The electrospinning technique was used successfully to fabricate one-dimensional arrays of Au nanoparticles within nanofibers in which the intrinsic nature of the semicrystalline polymer poly(ethylene oxide) (PEO) was employed as a template for the controlled nanoscale organization of nanoparticles. Differential scanning calorimetry (DSC), Fourier transform infrared spectroscopy, UV−visible spectroscopy, scanning electron microscopy, atomic force microscopy, and transmission electron microscopy (TEM) were performed to characterize the resulting electrospun fibers in comparison with pure PEO and PEO/Au nanocomposite before electrospinning.

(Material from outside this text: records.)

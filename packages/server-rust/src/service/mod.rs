//! Operation routing and execution.
//!
//! 1. **Endpoints** (`endpoint`): typed request -> `Operation`, and back
//! 2. **Middleware** (`middleware`): metrics, logging, tracing, error reporting
//! 3. **Routing** (`router`): dispatch to domain services by service name
//! 4. **Domain services** (`domain`): guest directory and health probes
//! 5. **Classification** (`classify`): `OperationError` -> status code

pub mod classify;
pub mod domain;
pub mod endpoint;
pub mod middleware;
pub mod operation;
pub mod router;

pub use classify::{classify, classify_result, status_for_kind, CANCELLED};
pub use endpoint::{BoxOperationService, Dispatcher, Endpoint};
pub use middleware::{build_operation_pipeline, Collaborators};
pub use operation::{
    service_names, Operation, OperationError, OperationResponse, RequestContext, TransportKind,
};
pub use router::OperationRouter;
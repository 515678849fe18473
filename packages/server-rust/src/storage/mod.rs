//! Guest storage behind the [`UserStore`] trait.
//!
//! - [`memory`]: `DashMap`-backed store, optionally seeded from JSON
//! - [`postgres`]: `sqlx` store over the `users` table (feature `postgres`)

pub mod memory;
#[cfg(feature = "postgres")]
pub mod postgres;

use async_trait::async_trait;
use guestlist_core::UserRecord;

use crate::service::OperationError;

pub use memory::MemoryUserStore;
#[cfg(feature = "postgres")]
pub use postgres::PostgresUserStore;

/// Storage failures, mapped once into [`OperationError`].
#[derive(Debug, Clone, PartialEq, Eq, thiserror::Error)]
pub enum StoreError {
    #[error("storage connection unavailable: {0}")]
    Connection(String),
    #[error("user {id} not found")]
    NotFound { id: u64 },
    #[error("storage error: {0}")]
    Backend(String),
}

impl From<StoreError> for OperationError {
    fn from(e: StoreError) -> Self {
        match e {
            StoreError::Connection(_) => Self::ConnectionUnavailable(e.to_string()),
            StoreError::NotFound { .. } => Self::NotFound(e.to_string()),
            StoreError::Backend(_) => Self::Internal(e.to_string()),
        }
    }
}

/// Persistence for guest records.
///
/// Used as `Arc<dyn UserStore>`.
#[async_trait]
pub trait UserStore: Send + Sync {
    /// Records whose surname contains `surname`, ignoring case, in ascending
    /// id order.
    async fn find_by_surname(&self, surname: &str) -> Result<Vec<UserRecord>, StoreError>;

    async fn find_by_id(&self, id: u64) -> Result<UserRecord, StoreError>;

    /// Overwrites the full row. Fails with `NotFound` if `record.id` is absent.
    async fn update_user(&self, record: &UserRecord) -> Result<(), StoreError>;

    async fn ping(&self) -> Result<(), StoreError>;

    /// Creates the schema if needed.
    async fn initialize(&self) -> Result<(), StoreError> {
        Ok(())
    }

    async fn close(&self) {}
}

#[cfg(test)]
mod tests {
    use guestlist_core::ErrorKind;

    use super::*;

    #[test]
    fn store_errors_map_to_kinds() {
        let conn: OperationError = StoreError::Connection("refused".into()).into();
        assert_eq!(conn.kind(), ErrorKind::ConnectionUnavailable);

        let missing: OperationError = StoreError::NotFound { id: 4 }.into();
        assert_eq!(missing, OperationError::NotFound("user 4 not found".to_string()));

        let other: OperationError = StoreError::Backend("syntax".into()).into();
        assert_eq!(other.kind(), ErrorKind::Internal);
    }
}
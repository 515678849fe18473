//! Error responses for the HTTP transport.
//!
//! A failed call answers with the classified status, an `X-Esp-Error` header
//! and a `{"error": "..."}` JSON body. Both carry the error's display text;
//! the header percent-encodes what a header value cannot hold.

use axum::http::{HeaderName, HeaderValue};
use axum::response::{IntoResponse, Response};
use axum::Json;
use serde_json::json;

use crate::service::{classify, OperationError};

/// Error text, percent-encoded outside visible ASCII. `%` itself is encoded
/// too, so `urlencoding::decode` recovers the text exactly.
pub const ERROR_HEADER: HeaderName = HeaderName::from_static("x-esp-error");

#[derive(Debug)]
pub struct HttpError(pub OperationError);

impl From<OperationError> for HttpError {
    fn from(e: OperationError) -> Self {
        Self(e)
    }
}

fn header_value(message: &str) -> HeaderValue {
    let mut encoded = String::with_capacity(message.len());
    let mut buf = [0u8; 4];
    for c in message.chars() {
        if c == ' ' || (c.is_ascii_graphic() && c != '%') {
            encoded.push(c);
        } else {
            encoded.push_str(&urlencoding::encode(c.encode_utf8(&mut buf)));
        }
    }
    HeaderValue::from_str(&encoded).unwrap_or_else(|_| HeaderValue::from_static("error"))
}

impl IntoResponse for HttpError {
    fn into_response(self) -> Response {
        let status = classify(Some(&self.0));
        let message = self.0.to_string();

        let mut response = (status, Json(json!({ "error": message }))).into_response();
        response
            .headers_mut()
            .insert(ERROR_HEADER, header_value(&message));
        response
    }
}
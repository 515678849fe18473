//! Operation routing: dispatches `Operation` to domain services by service name.

use std::collections::HashMap;
use std::future::Future;
use std::pin::Pin;
use std::task::{Context, Poll};

use tower::util::BoxCloneService;
use tower::{Service, ServiceExt};

use super::operation::{Operation, OperationError, OperationResponse};

type DomainService = BoxCloneService<Operation, OperationResponse, OperationError>;

/// Routes `Operation` values to the domain service registered under
/// `Operation::service_name()`.
///
/// Unregistered names fail with `OperationError::UnknownService`.
#[derive(Clone, Default)]
pub struct OperationRouter {
    services: HashMap<&'static str, DomainService>,
}

impl OperationRouter {
    #[must_use]
    pub fn new() -> Self {
        Self::default()
    }

    /// Registers a domain service, replacing any previous one under `name`.
    pub fn register<S>(&mut self, name: &'static str, service: S)
    where
        S: Service<Operation, Response = OperationResponse, Error = OperationError>
            + Clone
            + Send
            + 'static,
        S::Future: Send + 'static,
    {
        self.services.insert(name, BoxCloneService::new(service));
    }

    #[must_use]
    pub fn contains(&self, name: &str) -> bool {
        self.services.contains_key(name)
    }
}

impl Service<Operation> for OperationRouter {
    type Response = OperationResponse;
    type Error = OperationError;
    type Future = Pin<Box<dyn Future<Output = Result<OperationResponse, OperationError>> + Send>>;

    fn poll_ready(&mut self, _cx: &mut Context<'_>) -> Poll<Result<(), Self::Error>> {
        // Readiness is checked per call on the selected service.
        Poll::Ready(Ok(()))
    }

    fn call(&mut self, op: Operation) -> Self::Future {
        let service_name = op.service_name();
        match self.services.get(service_name) {
            Some(svc) => Box::pin(svc.clone().oneshot(op)),
            None => Box::pin(async move {
                Err(OperationError::UnknownService {
                    name: service_name.to_string(),
                })
            }),
        }
    }
}
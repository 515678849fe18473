//! Typed entry points into the operation pipeline.
//!
//! [`Endpoint`] converts a typed request into an [`Operation`] and casts the
//! pipeline's [`OperationResponse`] back. [`Dispatcher`] owns the composed
//! pipeline and is shared by both transports.

use std::sync::atomic::{AtomicU64, Ordering};
use std::sync::Arc;

use guestlist_core::{
    LivenessRequest, LivenessResponse, ReadinessRequest, ReadinessResponse, SearchUserRequest,
    SearchUserResponse, UpdateUserRequest, UpdateUserResponse, Validate, VersionRequest,
    VersionResponse,
};
use parking_lot::Mutex;
use tower::util::BoxCloneService;
use tower::ServiceExt;

use super::operation::{Operation, OperationError, OperationResponse, RequestContext};

/// The composed pipeline, type-erased.
pub type BoxOperationService = BoxCloneService<Operation, OperationResponse, OperationError>;

/// A typed request accepted by the pipeline.
pub trait Endpoint: Validate + Send + 'static {
    type Response: Send + 'static;

    /// Method name, matching `Operation::method_name()`.
    const METHOD: &'static str;

    fn into_operation(self, ctx: RequestContext) -> Operation;

    /// # Errors
    ///
    /// [`OperationError::ResponseMismatch`] when the pipeline answered with
    /// another method's response.
    fn from_response(resp: OperationResponse) -> Result<Self::Response, OperationError>;
}

macro_rules! endpoint {
    ($request:ty => $response:ty, $variant:ident) => {
        impl Endpoint for $request {
            type Response = $response;
            const METHOD: &'static str = stringify!($variant);

            fn into_operation(self, ctx: RequestContext) -> Operation {
                Operation::$variant { ctx, request: self }
            }

            fn from_response(resp: OperationResponse) -> Result<$response, OperationError> {
                match resp {
                    OperationResponse::$variant(inner) => Ok(inner),
                    other => Err(OperationError::ResponseMismatch {
                        expected: Self::METHOD,
                        got: other.method_name(),
                    }),
                }
            }
        }
    };
}

endpoint!(SearchUserRequest => SearchUserResponse, SearchUser);
endpoint!(UpdateUserRequest => UpdateUserResponse, UpdateUser);
endpoint!(LivenessRequest => LivenessResponse, Liveness);
endpoint!(ReadinessRequest => ReadinessResponse, Readiness);
endpoint!(VersionRequest => VersionResponse, Version);

/// Shared handle to the pipeline. Cheap to clone.
#[derive(Clone)]
pub struct Dispatcher {
    service: Arc<Mutex<BoxOperationService>>,
    call_ids: Arc<AtomicU64>,
}

impl Dispatcher {
    #[must_use]
    pub fn new(service: BoxOperationService) -> Self {
        Self {
            service: Arc::new(Mutex::new(service)),
            call_ids: Arc::new(AtomicU64::new(1)),
        }
    }

    /// Next call id. Ids start at 1 and are unique per dispatcher.
    #[must_use]
    pub fn next_call_id(&self) -> u64 {
        self.call_ids.fetch_add(1, Ordering::Relaxed)
    }

    /// Runs one operation through the pipeline.
    ///
    /// # Errors
    ///
    /// Whatever the pipeline returns.
    pub async fn dispatch(&self, op: Operation) -> Result<OperationResponse, OperationError> {
        let svc = self.service.lock().clone();
        svc.oneshot(op).await
    }

    /// Dispatches a typed request without validating it.
    ///
    /// # Errors
    ///
    /// Pipeline errors, or `ResponseMismatch` on a miswired pipeline.
    pub async fn call<E: Endpoint>(
        &self,
        ctx: RequestContext,
        request: E,
    ) -> Result<E::Response, OperationError> {
        let resp = self.dispatch(request.into_operation(ctx)).await?;
        E::from_response(resp).inspect_err(|e| {
            tracing::error!(method = E::METHOD, error = %e, "pipeline returned the wrong response");
        })
    }

    /// Validates, then dispatches. A request that fails validation never
    /// reaches the pipeline.
    ///
    /// # Errors
    ///
    /// `InvalidRequest` on validation failure, otherwise as [`Self::call`].
    pub async fn serve<E: Endpoint>(
        &self,
        ctx: RequestContext,
        request: E,
    ) -> Result<E::Response, OperationError> {
        if let Err(e) = request.validate() {
            tracing::warn!(
                target: "guestlist::access",
                method = E::METHOD,
                call_id = ctx.call_id,
                transport = ctx.transport.as_str(),
                error = %e,
                "request rejected"
            );
            return Err(e.into());
        }
        self.call(ctx, request).await
    }
}

impl std::fmt::Debug for Dispatcher {
    fn fmt(&self, f: &mut std::fmt::Formatter<'_>) -> std::fmt::Result {
        f.debug_struct("Dispatcher")
            .field("next_call_id", &self.call_ids.load(Ordering::Relaxed))
            .finish_non_exhaustive()
    }
}
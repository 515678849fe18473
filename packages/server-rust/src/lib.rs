//! Guest directory server: one decorated operation pipeline behind an HTTP
//! (axum) transport and a length-prefixed `MsgPack` RPC transport.

pub mod app;
pub mod config;
pub mod network;
pub mod rpc;
pub mod service;
pub mod storage;
pub mod telemetry;

pub use service::{Dispatcher, Operation, OperationError, OperationResponse};
pub use storage::{StoreError, UserStore};
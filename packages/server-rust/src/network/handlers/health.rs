//! Probe endpoints: `/liveness`, `/readiness`, `/version`.
//!
//! Probes go through the same pipeline as user calls, so they are logged and
//! counted like any other method.

use axum::extract::State;
use axum::Json;
use guestlist_core::{
    LivenessRequest, LivenessResponse, ReadinessRequest, ReadinessResponse, VersionRequest,
    VersionResponse,
};

use super::{serve, AppState, HttpError, HttpInfo};

/// Always 200 while the process is serving.
pub async fn liveness_handler(
    State(state): State<AppState>,
    info: HttpInfo,
) -> Result<Json<LivenessResponse>, HttpError> {
    serve(&state, info, LivenessRequest {}).await
}

/// 200 only while Ready and storage is reachable, 500 otherwise.
pub async fn readiness_handler(
    State(state): State<AppState>,
    info: HttpInfo,
) -> Result<Json<ReadinessResponse>, HttpError> {
    serve(&state, info, ReadinessRequest {}).await
}

pub async fn version_handler(
    State(state): State<AppState>,
    info: HttpInfo,
) -> Result<Json<VersionResponse>, HttpError> {
    serve(&state, info, VersionRequest {}).await
}

#[cfg(test)]
mod tests {
    use std::net::SocketAddr;
    use std::sync::Arc;

    use axum::http::StatusCode;
    use axum::response::IntoResponse;

    use super::*;
    use crate::network::handlers::testing::state_with;
    use crate::storage::MemoryUserStore;

    fn info(path: &str) -> HttpInfo {
        HttpInfo {
            remote_addr: Some(SocketAddr::from(([127, 0, 0, 1], 5555))),
            method: "GET".to_string(),
            url: path.to_string(),
            protocol: "HTTP/1.1".to_string(),
            parent: None,
        }
    }

    #[tokio::test]
    async fn liveness_returns_ok() {
        let state = state_with(Arc::new(MemoryUserStore::new()));
        let Json(resp) = liveness_handler(State(state), info("/liveness")).await.unwrap();
        assert_eq!(resp.status, "ok");
    }

    #[tokio::test]
    async fn readiness_fails_until_ready() {
        let state = state_with(Arc::new(MemoryUserStore::new()));

        let err = readiness_handler(State(state.clone()), info("/readiness"))
            .await
            .unwrap_err();
        assert_eq!(err.into_response().status(), StatusCode::INTERNAL_SERVER_ERROR);

        state.shutdown.set_ready();
        let Json(resp) = readiness_handler(State(state.clone()), info("/readiness"))
            .await
            .unwrap();
        assert_eq!(resp.status, "ready");
        assert_eq!(state.shutdown.in_flight_count(), 0);
    }

    #[tokio::test]
    async fn version_reports_build() {
        let state = state_with(Arc::new(MemoryUserStore::new()));
        let Json(resp) = version_handler(State(state), info("/version")).await.unwrap();
        assert_eq!(resp.version, "0.1.0");
        assert_eq!(resp.commit, "test");
    }
}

By choosing chloroform as the solvent in this work the observed electrospun fibers were about 400−650 nm in diameter and revealed a well-defined Gaussian distribution. Thermal analysis showed that the dodecanethiol-capped Au nanoparticles preferentially act as heterogeneous nucleating agents for PEO crystallization. Conformational changes occurred by incorporating Au nanoparticles as well as electrospinning. The most common helical structure of PEO was transformed into a trans zigzag planar structure due to the high extensional flow caused by electrospinning. As a striking result, fairly long and one-dimensional chainlike structures consisting of Au nanoparticles within the electrospun fibers were observed by TEM. The present findings demonstrate that the electrospinning process provides not only a fundamental understanding of the conformational changes upon process conditions, but also a straightforward and cost-effective technique to fabricate one-dimensional arrays of nanoparticles for future nanodevices with unique properties in various applications, such as biological sensors, single-electron transistors, photonic materials, etc.